Look through the listing underneath for "crate", and copy every line that has it.

Supplied material ->
**********
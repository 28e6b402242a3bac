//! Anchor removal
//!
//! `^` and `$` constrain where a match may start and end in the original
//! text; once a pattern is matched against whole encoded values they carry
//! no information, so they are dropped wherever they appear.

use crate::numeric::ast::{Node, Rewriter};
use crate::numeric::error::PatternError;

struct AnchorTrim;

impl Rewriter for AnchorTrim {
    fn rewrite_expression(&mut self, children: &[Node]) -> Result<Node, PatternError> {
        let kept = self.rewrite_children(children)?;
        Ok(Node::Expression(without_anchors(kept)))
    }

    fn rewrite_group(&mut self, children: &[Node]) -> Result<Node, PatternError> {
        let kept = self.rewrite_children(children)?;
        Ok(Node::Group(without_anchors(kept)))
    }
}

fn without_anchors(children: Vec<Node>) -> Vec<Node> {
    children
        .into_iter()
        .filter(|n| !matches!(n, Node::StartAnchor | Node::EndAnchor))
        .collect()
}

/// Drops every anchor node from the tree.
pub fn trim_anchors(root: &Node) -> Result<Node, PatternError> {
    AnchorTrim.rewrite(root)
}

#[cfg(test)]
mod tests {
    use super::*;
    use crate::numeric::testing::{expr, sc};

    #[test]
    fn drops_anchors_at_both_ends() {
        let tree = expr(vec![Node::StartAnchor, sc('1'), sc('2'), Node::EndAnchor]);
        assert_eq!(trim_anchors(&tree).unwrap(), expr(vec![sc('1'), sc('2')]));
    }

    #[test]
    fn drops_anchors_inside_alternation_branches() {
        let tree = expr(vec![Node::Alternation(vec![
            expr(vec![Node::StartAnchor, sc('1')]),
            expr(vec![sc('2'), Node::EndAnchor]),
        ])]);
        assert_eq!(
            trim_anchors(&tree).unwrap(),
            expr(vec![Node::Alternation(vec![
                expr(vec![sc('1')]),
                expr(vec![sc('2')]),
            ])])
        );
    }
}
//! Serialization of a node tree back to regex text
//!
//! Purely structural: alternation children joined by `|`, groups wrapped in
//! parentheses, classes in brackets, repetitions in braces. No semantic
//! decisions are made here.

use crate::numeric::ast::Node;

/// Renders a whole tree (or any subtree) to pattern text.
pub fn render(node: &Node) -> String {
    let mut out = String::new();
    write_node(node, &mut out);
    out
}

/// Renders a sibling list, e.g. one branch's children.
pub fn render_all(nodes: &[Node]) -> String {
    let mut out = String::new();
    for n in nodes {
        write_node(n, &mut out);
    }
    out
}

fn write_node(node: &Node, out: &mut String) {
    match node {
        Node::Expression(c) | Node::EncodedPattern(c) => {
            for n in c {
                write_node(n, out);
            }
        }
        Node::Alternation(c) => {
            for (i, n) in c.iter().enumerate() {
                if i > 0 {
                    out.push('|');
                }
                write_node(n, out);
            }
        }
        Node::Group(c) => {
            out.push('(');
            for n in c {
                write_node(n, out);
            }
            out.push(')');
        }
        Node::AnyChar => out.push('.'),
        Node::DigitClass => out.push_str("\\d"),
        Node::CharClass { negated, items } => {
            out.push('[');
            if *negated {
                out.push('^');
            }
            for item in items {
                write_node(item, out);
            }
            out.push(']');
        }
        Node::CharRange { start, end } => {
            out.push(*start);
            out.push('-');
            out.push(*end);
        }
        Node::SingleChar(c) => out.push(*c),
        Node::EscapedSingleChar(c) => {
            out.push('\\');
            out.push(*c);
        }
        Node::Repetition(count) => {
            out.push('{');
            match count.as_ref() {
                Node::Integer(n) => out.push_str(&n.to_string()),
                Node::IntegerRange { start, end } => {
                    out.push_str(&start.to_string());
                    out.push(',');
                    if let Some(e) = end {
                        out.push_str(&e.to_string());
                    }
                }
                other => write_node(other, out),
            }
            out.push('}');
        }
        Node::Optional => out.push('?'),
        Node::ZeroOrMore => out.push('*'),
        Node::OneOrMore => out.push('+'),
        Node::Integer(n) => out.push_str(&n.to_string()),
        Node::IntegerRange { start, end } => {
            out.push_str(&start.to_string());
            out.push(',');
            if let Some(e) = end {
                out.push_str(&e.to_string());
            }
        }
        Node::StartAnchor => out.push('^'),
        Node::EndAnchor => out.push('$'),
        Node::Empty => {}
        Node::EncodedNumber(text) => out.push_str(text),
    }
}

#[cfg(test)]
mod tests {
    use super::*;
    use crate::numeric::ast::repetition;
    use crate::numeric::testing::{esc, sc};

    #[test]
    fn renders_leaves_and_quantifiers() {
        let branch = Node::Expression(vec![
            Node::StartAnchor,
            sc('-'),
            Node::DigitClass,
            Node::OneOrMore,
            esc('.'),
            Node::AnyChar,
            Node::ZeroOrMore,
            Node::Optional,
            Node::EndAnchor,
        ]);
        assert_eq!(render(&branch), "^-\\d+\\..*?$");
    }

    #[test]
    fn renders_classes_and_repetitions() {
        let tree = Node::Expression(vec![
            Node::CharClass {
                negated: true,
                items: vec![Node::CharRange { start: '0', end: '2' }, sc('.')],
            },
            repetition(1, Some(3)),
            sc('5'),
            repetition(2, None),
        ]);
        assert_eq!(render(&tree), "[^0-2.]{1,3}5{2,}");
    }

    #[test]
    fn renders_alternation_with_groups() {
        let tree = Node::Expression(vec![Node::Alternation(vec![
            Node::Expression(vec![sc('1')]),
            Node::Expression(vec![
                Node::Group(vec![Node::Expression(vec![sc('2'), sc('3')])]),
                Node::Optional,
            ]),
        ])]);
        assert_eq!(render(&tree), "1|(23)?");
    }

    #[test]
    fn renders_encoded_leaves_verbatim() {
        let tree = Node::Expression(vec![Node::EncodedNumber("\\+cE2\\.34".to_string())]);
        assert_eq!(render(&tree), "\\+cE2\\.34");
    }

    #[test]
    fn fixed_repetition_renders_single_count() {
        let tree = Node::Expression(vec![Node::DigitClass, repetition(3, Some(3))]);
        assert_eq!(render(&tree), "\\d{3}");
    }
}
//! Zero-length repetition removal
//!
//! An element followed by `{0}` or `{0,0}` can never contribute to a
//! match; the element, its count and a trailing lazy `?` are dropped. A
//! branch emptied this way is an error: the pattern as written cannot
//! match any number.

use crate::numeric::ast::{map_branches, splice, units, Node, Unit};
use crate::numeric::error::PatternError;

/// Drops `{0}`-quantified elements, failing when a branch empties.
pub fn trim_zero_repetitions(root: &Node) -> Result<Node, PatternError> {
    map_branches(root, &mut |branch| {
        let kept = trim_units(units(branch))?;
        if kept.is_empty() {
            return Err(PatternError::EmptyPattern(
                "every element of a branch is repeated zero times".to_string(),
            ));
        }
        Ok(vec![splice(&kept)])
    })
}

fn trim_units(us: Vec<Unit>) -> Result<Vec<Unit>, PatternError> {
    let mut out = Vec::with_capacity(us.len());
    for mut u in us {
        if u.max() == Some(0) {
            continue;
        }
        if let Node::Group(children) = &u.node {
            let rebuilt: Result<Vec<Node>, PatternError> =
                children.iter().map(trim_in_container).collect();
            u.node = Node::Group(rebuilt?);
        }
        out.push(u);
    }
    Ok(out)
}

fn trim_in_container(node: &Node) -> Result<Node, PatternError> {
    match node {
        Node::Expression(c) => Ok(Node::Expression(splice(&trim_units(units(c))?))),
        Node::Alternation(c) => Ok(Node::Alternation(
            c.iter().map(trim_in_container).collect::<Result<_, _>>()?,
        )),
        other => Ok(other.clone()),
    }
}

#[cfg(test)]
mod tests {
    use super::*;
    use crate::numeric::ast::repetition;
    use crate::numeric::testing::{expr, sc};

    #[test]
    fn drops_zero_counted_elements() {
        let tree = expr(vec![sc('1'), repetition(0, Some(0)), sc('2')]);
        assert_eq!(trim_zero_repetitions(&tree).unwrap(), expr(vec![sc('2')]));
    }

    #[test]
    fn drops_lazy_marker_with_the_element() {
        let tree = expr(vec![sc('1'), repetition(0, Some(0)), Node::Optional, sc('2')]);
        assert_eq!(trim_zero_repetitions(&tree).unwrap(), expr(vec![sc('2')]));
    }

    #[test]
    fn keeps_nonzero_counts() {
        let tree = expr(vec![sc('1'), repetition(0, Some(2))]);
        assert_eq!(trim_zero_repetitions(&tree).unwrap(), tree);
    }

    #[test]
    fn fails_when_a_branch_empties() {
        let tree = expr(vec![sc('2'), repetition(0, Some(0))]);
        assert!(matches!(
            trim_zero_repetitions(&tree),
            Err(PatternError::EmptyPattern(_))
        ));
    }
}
**********
Solved problem ->
use crate::numeric::ast::{Node, Rewriter};
use crate::numeric::error::PatternError;
    use crate::numeric::testing::{expr, sc};
use crate::numeric::ast::Node;
    use crate::numeric::ast::repetition;
    use crate::numeric::testing::{esc, sc};
use crate::numeric::ast::{map_branches, splice, units, Node, Unit};
use crate::numeric::error::PatternError;
    use crate::numeric::ast::repetition;
    use crate::numeric::testing::{expr, sc};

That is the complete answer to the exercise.